-- Supplied records follows --

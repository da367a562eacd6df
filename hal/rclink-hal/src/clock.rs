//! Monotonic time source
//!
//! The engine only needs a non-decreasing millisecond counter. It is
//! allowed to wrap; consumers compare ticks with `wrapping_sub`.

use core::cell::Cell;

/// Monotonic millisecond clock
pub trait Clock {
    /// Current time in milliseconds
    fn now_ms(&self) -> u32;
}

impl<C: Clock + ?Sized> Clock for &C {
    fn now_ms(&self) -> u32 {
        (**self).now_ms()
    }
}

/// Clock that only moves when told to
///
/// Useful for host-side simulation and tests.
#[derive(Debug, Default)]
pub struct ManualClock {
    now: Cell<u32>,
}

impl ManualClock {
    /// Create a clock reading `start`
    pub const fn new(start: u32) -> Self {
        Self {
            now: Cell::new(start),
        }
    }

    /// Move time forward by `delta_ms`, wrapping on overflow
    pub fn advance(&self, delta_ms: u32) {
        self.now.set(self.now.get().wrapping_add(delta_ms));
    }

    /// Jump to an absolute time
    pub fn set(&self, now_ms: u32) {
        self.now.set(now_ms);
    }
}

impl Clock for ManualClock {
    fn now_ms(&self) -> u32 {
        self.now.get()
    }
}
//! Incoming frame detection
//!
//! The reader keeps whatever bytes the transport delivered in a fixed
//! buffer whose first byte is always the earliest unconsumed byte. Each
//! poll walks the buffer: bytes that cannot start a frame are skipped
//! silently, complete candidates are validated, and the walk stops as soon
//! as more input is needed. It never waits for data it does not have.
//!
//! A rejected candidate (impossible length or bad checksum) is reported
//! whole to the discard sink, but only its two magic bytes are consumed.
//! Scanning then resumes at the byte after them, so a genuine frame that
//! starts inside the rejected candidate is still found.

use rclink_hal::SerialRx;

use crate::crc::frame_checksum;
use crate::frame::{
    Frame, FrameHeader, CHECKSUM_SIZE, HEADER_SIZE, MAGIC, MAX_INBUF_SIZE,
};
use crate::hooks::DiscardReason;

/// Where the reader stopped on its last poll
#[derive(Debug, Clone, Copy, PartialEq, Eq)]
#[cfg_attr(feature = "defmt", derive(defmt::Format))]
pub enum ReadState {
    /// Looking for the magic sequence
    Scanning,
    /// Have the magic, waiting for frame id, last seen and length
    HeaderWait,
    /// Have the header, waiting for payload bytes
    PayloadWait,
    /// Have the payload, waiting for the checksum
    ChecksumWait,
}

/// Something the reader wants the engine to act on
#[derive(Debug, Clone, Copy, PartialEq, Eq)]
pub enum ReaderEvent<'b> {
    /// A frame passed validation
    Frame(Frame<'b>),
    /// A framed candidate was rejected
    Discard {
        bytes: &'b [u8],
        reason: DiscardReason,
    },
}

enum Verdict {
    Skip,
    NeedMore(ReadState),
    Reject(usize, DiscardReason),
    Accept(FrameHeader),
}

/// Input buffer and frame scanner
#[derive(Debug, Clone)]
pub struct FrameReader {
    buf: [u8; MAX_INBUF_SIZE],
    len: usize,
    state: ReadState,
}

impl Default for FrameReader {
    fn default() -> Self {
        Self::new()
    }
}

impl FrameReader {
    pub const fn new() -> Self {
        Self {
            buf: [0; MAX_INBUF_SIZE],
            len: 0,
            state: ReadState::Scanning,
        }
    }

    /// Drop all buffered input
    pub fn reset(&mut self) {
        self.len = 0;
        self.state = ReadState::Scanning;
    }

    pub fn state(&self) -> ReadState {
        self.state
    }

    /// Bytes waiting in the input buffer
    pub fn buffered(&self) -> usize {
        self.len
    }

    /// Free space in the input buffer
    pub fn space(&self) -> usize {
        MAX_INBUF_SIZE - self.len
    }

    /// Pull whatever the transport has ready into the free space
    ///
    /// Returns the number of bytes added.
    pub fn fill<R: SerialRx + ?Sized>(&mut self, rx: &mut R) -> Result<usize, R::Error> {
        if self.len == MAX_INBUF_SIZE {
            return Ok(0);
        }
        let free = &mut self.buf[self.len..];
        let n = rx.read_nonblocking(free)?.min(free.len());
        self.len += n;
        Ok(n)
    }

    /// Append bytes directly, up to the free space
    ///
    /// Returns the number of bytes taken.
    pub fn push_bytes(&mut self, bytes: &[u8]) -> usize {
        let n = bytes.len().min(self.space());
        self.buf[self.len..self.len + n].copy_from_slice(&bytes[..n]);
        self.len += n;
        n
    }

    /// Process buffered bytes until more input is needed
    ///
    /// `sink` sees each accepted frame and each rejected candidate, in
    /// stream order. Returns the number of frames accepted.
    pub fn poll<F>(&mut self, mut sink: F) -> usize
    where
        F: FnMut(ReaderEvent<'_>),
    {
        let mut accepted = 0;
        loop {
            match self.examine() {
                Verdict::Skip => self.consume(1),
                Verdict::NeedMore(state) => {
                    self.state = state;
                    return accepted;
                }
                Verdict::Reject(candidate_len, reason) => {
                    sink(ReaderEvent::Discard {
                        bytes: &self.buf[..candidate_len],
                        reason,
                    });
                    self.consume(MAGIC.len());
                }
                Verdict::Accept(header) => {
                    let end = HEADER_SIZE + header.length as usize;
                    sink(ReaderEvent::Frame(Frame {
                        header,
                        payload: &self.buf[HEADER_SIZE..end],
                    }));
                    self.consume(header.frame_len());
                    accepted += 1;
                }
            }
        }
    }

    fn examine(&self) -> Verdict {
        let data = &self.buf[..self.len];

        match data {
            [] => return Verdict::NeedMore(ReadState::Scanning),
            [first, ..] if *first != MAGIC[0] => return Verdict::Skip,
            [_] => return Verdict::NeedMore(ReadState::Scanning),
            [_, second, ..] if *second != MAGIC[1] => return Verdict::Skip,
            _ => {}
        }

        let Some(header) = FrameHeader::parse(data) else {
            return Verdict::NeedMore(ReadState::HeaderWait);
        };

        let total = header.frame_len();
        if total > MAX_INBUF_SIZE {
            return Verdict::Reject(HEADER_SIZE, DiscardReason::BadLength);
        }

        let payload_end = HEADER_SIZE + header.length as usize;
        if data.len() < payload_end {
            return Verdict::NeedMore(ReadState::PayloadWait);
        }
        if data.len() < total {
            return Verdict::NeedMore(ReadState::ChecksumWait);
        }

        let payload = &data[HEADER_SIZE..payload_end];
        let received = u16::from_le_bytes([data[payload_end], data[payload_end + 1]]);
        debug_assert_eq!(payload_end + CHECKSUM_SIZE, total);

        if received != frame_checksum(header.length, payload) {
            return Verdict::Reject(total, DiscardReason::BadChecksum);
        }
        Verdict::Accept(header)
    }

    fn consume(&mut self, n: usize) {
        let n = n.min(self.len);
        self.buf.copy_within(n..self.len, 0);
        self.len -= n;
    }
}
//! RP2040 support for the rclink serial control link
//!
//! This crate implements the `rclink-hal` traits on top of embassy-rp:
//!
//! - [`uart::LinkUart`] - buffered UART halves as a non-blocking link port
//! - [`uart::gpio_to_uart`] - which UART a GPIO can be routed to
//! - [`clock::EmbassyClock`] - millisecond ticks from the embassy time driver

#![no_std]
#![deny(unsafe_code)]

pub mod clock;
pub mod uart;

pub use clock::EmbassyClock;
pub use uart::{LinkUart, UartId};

-- Supplied records concluded --
-- Supplied records follows --

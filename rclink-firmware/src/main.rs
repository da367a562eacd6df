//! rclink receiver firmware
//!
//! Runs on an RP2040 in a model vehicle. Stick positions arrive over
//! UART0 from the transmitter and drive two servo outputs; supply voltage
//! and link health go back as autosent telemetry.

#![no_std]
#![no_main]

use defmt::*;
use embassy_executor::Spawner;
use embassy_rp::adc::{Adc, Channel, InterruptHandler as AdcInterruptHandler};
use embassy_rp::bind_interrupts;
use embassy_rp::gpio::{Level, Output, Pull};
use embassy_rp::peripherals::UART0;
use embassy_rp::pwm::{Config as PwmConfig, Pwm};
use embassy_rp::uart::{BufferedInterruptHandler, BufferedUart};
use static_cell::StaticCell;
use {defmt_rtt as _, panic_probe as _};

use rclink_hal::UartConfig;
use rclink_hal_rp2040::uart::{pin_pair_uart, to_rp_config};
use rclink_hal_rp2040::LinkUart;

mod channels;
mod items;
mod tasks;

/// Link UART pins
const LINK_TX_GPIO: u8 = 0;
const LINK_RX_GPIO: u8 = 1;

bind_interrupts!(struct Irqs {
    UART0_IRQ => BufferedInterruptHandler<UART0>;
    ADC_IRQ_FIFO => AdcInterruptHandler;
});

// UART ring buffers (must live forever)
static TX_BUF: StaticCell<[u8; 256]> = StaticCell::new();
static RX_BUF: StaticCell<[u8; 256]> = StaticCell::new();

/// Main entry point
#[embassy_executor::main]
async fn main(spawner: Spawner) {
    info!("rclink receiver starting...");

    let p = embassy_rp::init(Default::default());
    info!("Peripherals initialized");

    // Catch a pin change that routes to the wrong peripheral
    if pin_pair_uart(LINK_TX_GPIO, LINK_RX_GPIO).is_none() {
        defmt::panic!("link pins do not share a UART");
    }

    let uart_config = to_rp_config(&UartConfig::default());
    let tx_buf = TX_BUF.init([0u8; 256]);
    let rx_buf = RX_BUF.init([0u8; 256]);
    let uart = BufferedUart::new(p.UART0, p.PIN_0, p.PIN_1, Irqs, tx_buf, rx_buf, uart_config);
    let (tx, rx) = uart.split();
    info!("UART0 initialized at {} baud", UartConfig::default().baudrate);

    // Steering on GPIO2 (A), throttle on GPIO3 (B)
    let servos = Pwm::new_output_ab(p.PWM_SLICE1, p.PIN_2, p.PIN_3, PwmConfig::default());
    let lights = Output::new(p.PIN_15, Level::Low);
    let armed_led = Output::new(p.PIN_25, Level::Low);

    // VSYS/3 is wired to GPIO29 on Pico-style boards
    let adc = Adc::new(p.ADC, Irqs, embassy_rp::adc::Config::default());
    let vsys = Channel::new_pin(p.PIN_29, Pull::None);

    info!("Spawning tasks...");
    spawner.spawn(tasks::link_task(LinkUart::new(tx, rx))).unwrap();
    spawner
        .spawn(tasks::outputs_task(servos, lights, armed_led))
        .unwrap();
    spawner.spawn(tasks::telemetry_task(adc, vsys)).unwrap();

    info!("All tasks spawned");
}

-- Supplied records concluded --

▸ **Required action**
State how many lines in the material include the string "rejected". Nothing other than the number is wanted.

▸ **Reply to the task**
4